Records provided =>
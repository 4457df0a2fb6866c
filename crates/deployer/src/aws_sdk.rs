// Backend built on the AWS Rust SDK, for hosts without the `aws` CLI

use crate::{CdnInvalidator, ObjectStorage};
use async_trait::async_trait;
use aws_config::{BehaviorVersion, Region, SdkConfig};
use aws_sdk_cloudfront::types::{InvalidationBatch, Paths};
use aws_sdk_s3::error::DisplayErrorContext;
use aws_sdk_s3::primitives::ByteStream;
use aws_sdk_s3::types::{Delete, ObjectIdentifier};
use sitepush_core::{
    DeploymentConfig, Error, Invalidation, InvalidationRequest, Result, SyncRequest,
};
use std::collections::HashMap;
use std::path::{Path, PathBuf};
use std::time::UNIX_EPOCH;
use tracing::{debug, info};
use walkdir::WalkDir;

/// S3 `DeleteObjects` accepts at most this many keys per call
const DELETE_BATCH: usize = 1000;

/// Load credentials and region the same way the `aws` CLI does
pub async fn load_sdk_config(config: &DeploymentConfig) -> SdkConfig {
    let mut loader = aws_config::defaults(BehaviorVersion::latest());
    if let Some(region) = config.region() {
        loader = loader.region(Region::new(region.to_string()));
    }
    if let Some(profile) = config.profile() {
        loader = loader.profile_name(profile);
    }
    loader.load().await
}

/// A file under the artifact directory
#[derive(Debug, Clone, PartialEq, Eq)]
pub struct LocalFile {
    pub path: PathBuf,
    pub key: String,
    pub size: u64,
    /// Seconds since the Unix epoch
    pub modified: i64,
}

/// An object already in the bucket
#[derive(Debug, Clone, Copy, PartialEq, Eq)]
pub struct RemoteObject {
    pub size: i64,
    pub modified: Option<i64>,
}

#[derive(Debug, Default, PartialEq, Eq)]
pub struct SyncPlan {
    pub uploads: Vec<LocalFile>,
    pub deletions: Vec<String>,
}

/// List every file under `root`, keyed by its `/`-separated relative path
pub fn collect_local_files(root: &Path) -> std::io::Result<Vec<LocalFile>> {
    let mut files = Vec::new();
    for entry in WalkDir::new(root).follow_links(true) {
        let entry = entry.map_err(std::io::Error::other)?;
        if !entry.file_type().is_file() {
            continue;
        }
        let relative = entry
            .path()
            .strip_prefix(root)
            .map_err(std::io::Error::other)?;
        let key = relative
            .components()
            .map(|c| c.as_os_str().to_string_lossy())
            .collect::<Vec<_>>()
            .join("/");

        let metadata = entry.metadata().map_err(std::io::Error::other)?;
        let modified = metadata
            .modified()
            .ok()
            .and_then(|t| t.duration_since(UNIX_EPOCH).ok())
            .map(|d| d.as_secs() as i64)
            .unwrap_or_default();

        files.push(LocalFile {
            path: entry.path().to_path_buf(),
            key,
            size: metadata.len(),
            modified,
        });
    }
    files.sort_by(|a, b| a.key.cmp(&b.key));
    Ok(files)
}

/// Decide what to upload and delete, the way `aws s3 sync` does: a file is
/// uploaded when it is new, its size differs, or it is newer locally.
pub fn plan_sync(
    local: &[LocalFile],
    remote: &HashMap<String, RemoteObject>,
    delete_stale: bool,
) -> SyncPlan {
    let uploads = local
        .iter()
        .filter(|file| match remote.get(&file.key) {
            None => true,
            Some(object) => {
                object.size != file.size as i64
                    || object.modified.is_none_or(|remote_time| file.modified > remote_time)
            }
        })
        .cloned()
        .collect();

    let mut deletions = Vec::new();
    if delete_stale {
        let local_keys: std::collections::HashSet<&str> =
            local.iter().map(|f| f.key.as_str()).collect();
        deletions = remote
            .keys()
            .filter(|key| !local_keys.contains(key.as_str()))
            .cloned()
            .collect();
        deletions.sort();
    }

    SyncPlan { uploads, deletions }
}

pub struct S3Storage {
    client: aws_sdk_s3::Client,
}

impl S3Storage {
    pub fn new(sdk_config: &SdkConfig) -> Self {
        Self::from_client(aws_sdk_s3::Client::new(sdk_config))
    }

    pub fn from_client(client: aws_sdk_s3::Client) -> Self {
        Self { client }
    }

    async fn list_remote(&self, bucket: &str) -> Result<HashMap<String, RemoteObject>> {
        let mut objects = HashMap::new();
        let mut pages = self
            .client
            .list_objects_v2()
            .bucket(bucket)
            .into_paginator()
            .send();

        while let Some(page) = pages.next().await {
            let page = page.map_err(|e| Error::sync(bucket, DisplayErrorContext(&e).to_string()))?;
            for object in page.contents() {
                if let Some(key) = object.key() {
                    objects.insert(
                        key.to_string(),
                        RemoteObject {
                            size: object.size().unwrap_or_default(),
                            modified: object.last_modified().map(|t| t.secs()),
                        },
                    );
                }
            }
        }
        Ok(objects)
    }

    async fn upload(&self, request: &SyncRequest, file: &LocalFile) -> Result<()> {
        let body = ByteStream::from_path(&file.path)
            .await
            .map_err(|e| Error::sync(&request.bucket, format!("{}: {}", file.path.display(), e)))?;
        let content_type = mime_guess::from_path(&file.path).first_or_octet_stream();

        self.client
            .put_object()
            .bucket(&request.bucket)
            .key(&file.key)
            .body(body)
            .content_type(content_type.essence_str())
            .cache_control(&request.cache_control)
            .send()
            .await
            .map_err(|e| {
                Error::sync(
                    &request.bucket,
                    format!("upload {}: {}", file.key, DisplayErrorContext(&e)),
                )
            })?;

        info!(
            path = %file.path.display(),
            content_type = content_type.essence_str(),
            "upload: s3://{}/{}",
            request.bucket,
            file.key
        );
        Ok(())
    }

    async fn delete(&self, bucket: &str, keys: &[String]) -> Result<()> {
        for chunk in keys.chunks(DELETE_BATCH) {
            let objects = chunk
                .iter()
                .map(|key| ObjectIdentifier::builder().key(key).build())
                .collect::<std::result::Result<Vec<_>, _>>()
                .map_err(|e| Error::sync(bucket, e.to_string()))?;
            let delete = Delete::builder()
                .set_objects(Some(objects))
                .quiet(true)
                .build()
                .map_err(|e| Error::sync(bucket, e.to_string()))?;

            let output = self
                .client
                .delete_objects()
                .bucket(bucket)
                .delete(delete)
                .send()
                .await
                .map_err(|e| Error::sync(bucket, DisplayErrorContext(&e).to_string()))?;

            if let Some(failed) = output.errors().first() {
                return Err(Error::sync(
                    bucket,
                    format!(
                        "delete {}: {}",
                        failed.key().unwrap_or("?"),
                        failed.message().unwrap_or("unknown error")
                    ),
                ));
            }

            for key in chunk {
                info!("delete: s3://{}/{}", bucket, key);
            }
        }
        Ok(())
    }
}

#[async_trait]
impl ObjectStorage for S3Storage {
    async fn sync(&self, request: &SyncRequest) -> Result<()> {
        let local = collect_local_files(&request.source)
            .map_err(|e| Error::sync(&request.bucket, e.to_string()))?;
        let remote = self.list_remote(&request.bucket).await?;
        let plan = plan_sync(&local, &remote, request.delete_stale);
        debug!(
            local = local.len(),
            remote = remote.len(),
            uploads = plan.uploads.len(),
            deletions = plan.deletions.len(),
            "sync plan"
        );

        for file in &plan.uploads {
            self.upload(request, file).await?;
        }
        if !plan.deletions.is_empty() {
            self.delete(&request.bucket, &plan.deletions).await?;
        }

        info!(
            bucket = %request.bucket,
            uploaded = plan.uploads.len(),
            deleted = plan.deletions.len(),
            "sync finished"
        );
        Ok(())
    }
}

pub struct CloudFrontInvalidator {
    client: aws_sdk_cloudfront::Client,
}

impl CloudFrontInvalidator {
    pub fn new(sdk_config: &SdkConfig) -> Self {
        Self::from_client(aws_sdk_cloudfront::Client::new(sdk_config))
    }

    pub fn from_client(client: aws_sdk_cloudfront::Client) -> Self {
        Self { client }
    }
}

#[async_trait]
impl CdnInvalidator for CloudFrontInvalidator {
    async fn invalidate(&self, request: &InvalidationRequest) -> Result<Invalidation> {
        let distribution_id = request.distribution_id.as_str();
        let paths = Paths::builder()
            .quantity(request.paths.len() as i32)
            .set_items(Some(request.paths.clone()))
            .build()
            .map_err(|e| Error::invalidation(distribution_id, e.to_string()))?;
        let batch = InvalidationBatch::builder()
            .paths(paths)
            .caller_reference(&request.caller_reference)
            .build()
            .map_err(|e| Error::invalidation(distribution_id, e.to_string()))?;

        let output = self
            .client
            .create_invalidation()
            .distribution_id(distribution_id)
            .invalidation_batch(batch)
            .send()
            .await
            .map_err(|e| {
                Error::invalidation(
                    distribution_id,
                    aws_sdk_cloudfront::error::DisplayErrorContext(&e).to_string(),
                )
            })?;

        let invalidation = output.invalidation().ok_or_else(|| {
            Error::invalidation(distribution_id, "response has no Invalidation object")
        })?;
        let id = invalidation.id().trim();
        if id.is_empty() {
            return Err(Error::invalidation(
                distribution_id,
                "response has no invalidation Id",
            ));
        }

        let create_time = invalidation.create_time();
        Ok(Invalidation {
            id: id.to_string(),
            status: Some(invalidation.status().to_string()),
            create_time: chrono::DateTime::from_timestamp(
                create_time.secs(),
                create_time.subsec_nanos(),
            ),
        })
    }
}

Task directions => In how many lines of the listing does the word "SdkConfig" appear? Give the number and no other words.

Written response => 4